W3C home > Mailing lists > Public > public-html-data-tf@w3.org > October 2011

Re: Multiple itemtypes in microdata

From: Bradley Allen <bradley.p.allen@gmail.com>
Date: Fri, 14 Oct 2011 16:45:22 -0700
Message-ID: <CAKpM4L=H3F49pAkgDErkpExXB3SRNn2LwrxHVr3Y0komd6CT1Q@mail.gmail.com>
To: Ian Hickson <ian@hixie.ch>
Cc: Jeni Tennison <jeni@jenitennison.com>, StÚphane Corlosquet <scorlosquet@gmail.com>, "public-html-data-tf@w3.org" <public-html-data-tf@w3.org>
Hixie- Responses within. - BPA

Bradley P. Allen
http://bradleypallen.org

On Fri, Oct 14, 2011 at 3:18 PM, Ian Hickson <ian@hixie.ch> wrote:
> On Thu, 13 Oct 2011, Bradley Allen wrote:

>
>> An annotation is a statement added to a document post-publication, with
>> the intent of providing commentary or gloss on the original text.
>
> Can you elaborate on how such an annotation would make its way onto the
> page that contains the document? By "post-publication" do you mean after
> the HTML document is put on the Web, or something else?
>
> Microdata doesn't really help with post-publication annotation, since you
> have to be able to edit the document to add microdata.
>

By "post-publication," I mean "after initial publication." A document
being annotated in this fashion would have many revisions, each new
revisions being posted to the Web. This is typical practice in print
publishing today; on the Web, we use content management and editiorial
systems to update and republish content that has changed in this
fashion.

>
>> But the specific use case is one where someone has provided a statement,
>> in the context of an existing document, that adds an additional
>> statement to it.
>
> I don't really understand what that means. Can you show me an example? (A
> live example of a real case would be ideal.)
>

Here is perhaps the archetypal example.

In 1634, Pierre Fermat took a copy of Diophantus' Arithmetica and
wrote the equivalent of the following in the margin of one of the
pages:

<p itemscope itemtype="http://purl.org/ao/core/Annotation
http://swan.mindinformatics.org/ontologies/1.2/discourse-elements/ResearchStatement">
  No three positive integers a, b, and c can satisfy the equation a^n
+ b^n = c^n for any integer value of n greater than two.
</p>

It was a statement that later came to be know as Fermat's Last
Theorem, and it resulted in a line of mathematical research that
culminated in the publication of Andrew Wiles' proof 358 years later.

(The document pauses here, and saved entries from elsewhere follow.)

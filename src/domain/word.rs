/// Word entities: tokens, falling sprites, and landed (stacked) snapshots.
///
/// A `FallingWord` is plain data; `advance()` is its only motion rule.
/// When it lands it is consumed into a `StackedWord`, which is never
/// mutated again. The only thing that can happen to a stacked word is
/// deletion (see `sim::world::WordFall::remove_by_prefix`).

/// Measures rendered text extent in world units.
/// Provided by whatever surface draws the words.
pub trait TextMeasure {
    fn width(&self, text: &str) -> f32;
}

/// Split a submission into word tokens on runs of whitespace.
/// Empty pieces are discarded; case is preserved.
pub fn tokenize(text: &str) -> Vec<String> {
    text.split_whitespace().map(str::to_owned).collect()
}

/// Case-insensitive "does `text` start with `key`".
pub fn starts_with_letter(text: &str, key: char) -> bool {
    let key: String = key.to_lowercase().collect();
    text.to_lowercase().starts_with(&key)
}

/// Axis-aligned bounds in world units (y grows downward).
#[derive(Clone, Copy, PartialEq, Debug)]
pub struct Bounds {
    pub x: f32,
    pub y: f32,
    pub w: f32,
    pub h: f32,
}

#[derive(Clone, Debug)]
pub struct FallingWord {
    pub text: String,
    pub x: f32,
    pub y: f32,
    pub width: f32,
    pub height: f32,
    pub speed: f32,     // units per tick, > 0
    pub rotation: f32,  // radians, unbounded
    pub spin: f32,      // radians per tick
    pub gray: u8,
}

impl FallingWord {
    pub fn bounds(&self) -> Bounds {
        Bounds { x: self.x, y: self.y, w: self.width, h: self.height }
    }

    pub fn bottom(&self) -> f32 {
        self.y + self.height
    }
}

/// One tick of motion: straight down, plus spin. No horizontal drift.
pub fn advance(word: &mut FallingWord) {
    word.y += word.speed;
    word.rotation += word.spin;
}

/// A landed word. Fields are readable but the store only hands out
/// shared references, so a snapshot cannot change after landing.
#[derive(Clone, Debug, PartialEq)]
pub struct StackedWord {
    pub text: String,
    pub x: f32,
    pub y: f32,
    pub width: f32,
    pub height: f32,
    pub gray: u8,
}

impl StackedWord {
    /// Freeze a falling word at its current x and the resolved landing y.
    pub fn land(word: FallingWord, y: f32) -> Self {
        StackedWord {
            text: word.text,
            x: word.x,
            y,
            width: word.width,
            height: word.height,
            gray: word.gray,
        }
    }

    pub fn bounds(&self) -> Bounds {
        Bounds { x: self.x, y: self.y, w: self.width, h: self.height }
    }
}

/// Ordered collection of landed words, oldest first.
#[derive(Clone, Debug, Default)]
pub struct StackedStore {
    words: Vec<StackedWord>,
}

impl StackedStore {
    pub fn new() -> Self {
        StackedStore { words: Vec::new() }
    }

    pub fn push(&mut self, word: StackedWord) {
        self.words.push(word);
    }

    pub fn as_slice(&self) -> &[StackedWord] {
        &self.words
    }

    pub fn iter(&self) -> std::slice::Iter<'_, StackedWord> {
        self.words.iter()
    }

    pub fn len(&self) -> usize {
        self.words.len()
    }

    #[allow(dead_code)]
    pub fn is_empty(&self) -> bool {
        self.words.is_empty()
    }

    /// Delete every word whose text starts with `key` (case-insensitive).
    /// Survivors keep their relative order. Returns how many were removed.
    pub fn remove_by_prefix(&mut self, key: char) -> usize {
        let before = self.words.len();
        self.words.retain(|w| !starts_with_letter(&w.text, key));
        before - self.words.len()
    }
}

#[cfg(test)]
mod tests {
    use super::*;

    fn falling(text: &str, y: f32, speed: f32) -> FallingWord {
        FallingWord {
            text: text.into(),
            x: 10.0,
            y,
            width: 50.0,
            height: 40.0,
            speed,
            rotation: 0.05,
            spin: -0.01,
            gray: 120,
        }
    }

    fn stacked(text: &str) -> StackedWord {
        StackedWord { text: text.into(), x: 0.0, y: 0.0, width: 10.0, height: 40.0, gray: 90 }
    }

    // ── tokenize ──

    #[test]
    fn tokenize_splits_whitespace_runs() {
        assert_eq!(tokenize("Hello World foo"), vec!["Hello", "World", "foo"]);
        assert_eq!(tokenize("  a\t\tb \n c  "), vec!["a", "b", "c"]);
    }

    #[test]
    fn tokenize_whitespace_only_is_empty() {
        assert!(tokenize("").is_empty());
        assert!(tokenize(" \t\n ").is_empty());
    }

    #[test]
    fn tokenize_keeps_case_and_duplicates() {
        assert_eq!(tokenize("Foo foo Foo"), vec!["Foo", "foo", "Foo"]);
    }

    // ── prefix match ──

    #[test]
    fn prefix_match_ignores_case() {
        assert!(starts_with_letter("Hello", 'h'));
        assert!(starts_with_letter("hi", 'H'));
        assert!(!starts_with_letter("World", 'h'));
        assert!(!starts_with_letter("oh", 'h'));
    }

    // ── motion ──

    #[test]
    fn advance_moves_down_and_spins() {
        let mut w = falling("a", -40.0, 2.0);
        advance(&mut w);
        assert_eq!(w.y, -38.0);
        assert!((w.rotation - 0.04).abs() < 1e-6);
        assert_eq!(w.x, 10.0);
    }

    #[test]
    fn y_never_decreases() {
        let mut w = falling("a", -40.0, 1.3);
        let mut last = w.y;
        for _ in 0..500 {
            advance(&mut w);
            assert!(w.y >= last);
            last = w.y;
        }
    }

    // ── landing snapshot ──

    #[test]
    fn land_freezes_geometry_and_color() {
        let w = falling("word", 300.0, 2.5);
        let s = StackedWord::land(w, 280.0);
        assert_eq!(s.text, "word");
        assert_eq!(s.x, 10.0);
        assert_eq!(s.y, 280.0);
        assert_eq!((s.width, s.height, s.gray), (50.0, 40.0, 120));
    }

    // ── store ──

    #[test]
    fn store_removes_all_matches_keeping_order() {
        let mut store = StackedStore::new();
        for t in ["Hello", "apple", "Hi", "World", "avocado"] {
            store.push(stacked(t));
        }
        assert_eq!(store.remove_by_prefix('h'), 2);
        let left: Vec<&str> = store.iter().map(|w| w.text.as_str()).collect();
        assert_eq!(left, vec!["apple", "World", "avocado"]);
    }

    #[test]
    fn store_remove_without_match_is_noop() {
        let mut store = StackedStore::new();
        store.push(stacked("World"));
        assert_eq!(store.remove_by_prefix('z'), 0);
        assert_eq!(store.len(), 1);
    }
}
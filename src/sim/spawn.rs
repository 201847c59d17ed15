/// Spawner: promotes pool tokens into falling words.
///
/// On every `cadence_frames`-th frame, if the pool is non-empty, roll
/// once against `chance`. On success draw a token (with replacement),
/// size it, and drop it in at a random x that keeps `padding` clear of
/// both canvas edges. A word too wide for that range is skipped.
///
/// Random draws happen in a fixed order: roll, token, x, speed, gray,
/// rotation, spin. Nothing is drawn on frames that don't qualify.

use crate::domain::word::{FallingWord, TextMeasure};
use super::event::WordEvent;
use super::world::WordFall;

pub fn spawn(world: &mut WordFall, measure: &dyn TextMeasure, events: &mut Vec<WordEvent>) {
    let cfg = world.spawn.clone();
    if world.pool.is_empty() || world.frame % cfg.cadence_frames != 0 {
        return;
    }
    if world.rng.unit() >= cfg.chance {
        return;
    }

    let text = match world.pool.sample(world.rng.as_mut()) {
        Some(t) => t.to_owned(),
        None => return,
    };
    let width = measure.width(&text) + cfg.padding;

    let lo = cfg.padding;
    let hi = world.width - width - cfg.padding;
    if hi < lo {
        events.push(WordEvent::SpawnSkipped { text, width });
        return;
    }

    let rng = world.rng.as_mut();
    let x = rng.range(lo, hi);
    let speed = rng.range(cfg.speed_min, cfg.speed_max);
    let gray = pick_gray(rng.range(world.look.gray_min as f32, world.look.gray_max as f32 + 1.0),
                         world.look.gray_max);
    let rotation = rng.range(-cfg.tilt, cfg.tilt);
    let spin = rng.range(-cfg.spin, cfg.spin);

    events.push(WordEvent::Spawned { text: text.clone(), x });
    world.falling.push(FallingWord {
        text,
        x,
        y: cfg.start_y,
        width,
        height: world.look.word_height,
        speed,
        rotation,
        spin,
        gray,
    });
}

fn pick_gray(v: f32, max: u8) -> u8 {
    (v.floor().max(0.0) as u32).min(max as u32) as u8
}

#[cfg(test)]
mod tests {
    use super::*;
    use crate::config::FallConfig;
    use crate::sim::world::tests::world_with;

    struct Mono;

    impl TextMeasure for Mono {
        fn width(&self, text: &str) -> f32 {
            text.chars().count() as f32 * 10.0
        }
    }

    #[test]
    fn spawns_from_pool_with_configured_ranges() {
        // roll, token, x, speed, gray, rotation, spin
        let mut w = world_with(&[0.1, 0.5, 0.0, 0.5, 0.0, 0.5, 0.5], &FallConfig::default());
        w.submit("Hello World foo");
        w.frame = 10;

        let mut events = vec![];
        spawn(&mut w, &Mono, &mut events);

        assert_eq!(w.falling.len(), 1);
        let f = &w.falling[0];
        assert_eq!(f.text, "World");
        assert_eq!(f.y, -40.0);
        assert_eq!(f.width, 70.0);
        assert_eq!(f.height, 40.0);
        assert_eq!(f.x, 20.0);
        assert_eq!(f.speed, 2.0);
        assert_eq!(f.gray, 50);
        assert_eq!(f.rotation, 0.0);
        assert_eq!(f.spin, 0.0);
        assert_eq!(events, vec![WordEvent::Spawned { text: "World".into(), x: 20.0 }]);
    }

    #[test]
    fn x_stays_inside_padding() {
        let mut w = world_with(&[0.0, 0.0, 0.9999, 0.0, 0.9999, 0.0, 0.9999], &FallConfig::default());
        w.submit("Hello");
        w.frame = 20;
        spawn(&mut w, &Mono, &mut vec![]);
        let f = &w.falling[0];
        assert!(f.x >= 20.0);
        assert!(f.x <= 800.0 - f.width - 20.0);
        assert!(f.gray <= 200);
        assert!(f.spin <= 0.02);
    }

    #[test]
    fn off_cadence_frames_draw_nothing() {
        let mut w = world_with(&[0.0], &FallConfig::default());
        w.submit("a");
        for frame in 1..10 {
            w.frame = frame;
            spawn(&mut w, &Mono, &mut vec![]);
        }
        assert!(w.falling.is_empty());
    }

    #[test]
    fn failed_roll_spawns_nothing() {
        let mut w = world_with(&[0.3], &FallConfig::default());
        w.submit("a");
        w.frame = 10;
        spawn(&mut w, &Mono, &mut vec![]);
        assert!(w.falling.is_empty());
    }

    #[test]
    fn empty_pool_spawns_nothing() {
        let mut w = world_with(&[0.0], &FallConfig::default());
        w.frame = 10;
        spawn(&mut w, &Mono, &mut vec![]);
        assert!(w.falling.is_empty());
    }

    #[test]
    fn too_wide_word_is_skipped() {
        let mut w = world_with(&[0.0, 0.0], &FallConfig::default());
        w.resize(100.0, 600.0);
        w.submit("enormous");
        w.frame = 10;
        let mut events = vec![];
        spawn(&mut w, &Mono, &mut events);
        assert!(w.falling.is_empty());
        assert_eq!(
            events,
            vec![WordEvent::SpawnSkipped { text: "enormous".into(), width: 100.0 }]
        );
    }

    #[test]
    fn exact_fit_spawns_at_padding() {
        // 800 - 2*20 padding leaves 760 for the word: 74 chars * 10 + 20 = 760
        let mut w = world_with(&[0.0, 0.0, 0.7], &FallConfig::default());
        w.submit(&"m".repeat(74));
        w.frame = 10;
        spawn(&mut w, &Mono, &mut vec![]);
        assert_eq!(w.falling.len(), 1);
        assert_eq!(w.falling[0].x, 20.0);
    }

    #[test]
    fn gray_pick_clamps() {
        assert_eq!(pick_gray(50.0, 200), 50);
        assert_eq!(pick_gray(200.99, 200), 200);
        assert_eq!(pick_gray(201.0, 200), 200);
    }
}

It was an annotation that was placed by Fermat into the context of the
book, on the page on which it was written.

It was not a statement that originally occurred elsewhere in the book.

>
>> Individual items can have different senses. We can represent these
>> different senses as distinct types. Those types can be obtained from
>> different vocabularies.
>
> I'm not sure we are using the word "item" in the same way here. An "item"
> is just a self-contained group of name-value pairs, such as a particular
> instance of movie metadata, or a particular instance of the description of
> a hypothesis, or some such.
>

That's an intensional way of describing an item. I'm using an
extensional way. They amount to the same thing.

>
>> A research statement is an assertion, for example, of an observation or
>> hypothesis, intended to advance a viewpoint relevant to a line of
>> research.
>>
>> Annotations can be research statements, and first-class objects distinct
>> from scholarly documents. Scholarly documents can contain research
>> statements, and scholarly documents can be annotated with annotations.
>> Not all research statements related to a document are annotations.
>
>> I'm going to want subject matter experts to provide me with different
>> microdata vocabularies to cover the different senses that I'd like to
>> capture in my structured data markup. Expecting those all to be provided
>> in a single vocabulary is unrealistic. That's the motivation for
>> supporting multiple itemtypes without the constraint that they all be
>> from the same vocabulary.
>
> You can use multiple vocabularies on one page without any trouble today.
> You would not typically have a single item that uses multiple vocabularies
> in the cases you've described. An instance of an annotation is not also an
> instance of a research statement -- you might annotate a research
> statement, but they are not one and the same. Right?
>
> To put it another way, you could annotate a research statement twice,
> right? And the annotations wouldn't be the same annotation.
>

The counterexample of Fermat's Last Theorem shows that we can have
research statements that are annotations.

>
>> The nature of research communication is changing from being purely
>> focused on print--centric containers of information such as journal
>> article and books chapters (i.e., the traditional notion of a scholarly
>> document), to a much finer-grained representation of statements derived
>> from experimental data that can be aggregated into scholarly documents.
>> The move from print to digital has enabled this new freedom of
>> expression. We must be careful not to constrain ourselves to thinking
>> and working in the old metaphors.
>
> It sounds somewhat like rather than wanting to put hypotheses and
> annotations and so forth in Web pages that are primarily prose, what you
> are describing and what I've seen in the documents you cited above is more
> a database that would be directly filled in, in which case microdata
> really has no bearing on the discussion. You wouldn't want to use
> microdata unless the document you are annotating is primarily prose --
> articles, book chapters, and the like. If the data is primarily this
> structured information, HTML isn't the right place to put it. It should
> just be put straight into its native form in the database.
>

The problem that arises by leaving this kind of rich scientific
content in databases is that it becomes part of the deep Web, and
hence undiscoverable using resources like Google. By expressing these
statements in HTML, and using microdata to capture structured data
that places statements on the Web page in the correct context of the
(primarily prose-centric) scientific discourse of which they are part,
we can enable both better discoverability and a much richer user
experience for the researcher. In addition, embedding the structured
data in the page and allowing processing that uses the structured data
to drive the user experience in the browser, rather than requiring
calls to a back-end database, yields significant benefits for us
operationally. Working examples of this enriched content can be seen
at the work we've done at Elsevier as part of our Article of the
Future effort (http://www.articleofthefuture.com/).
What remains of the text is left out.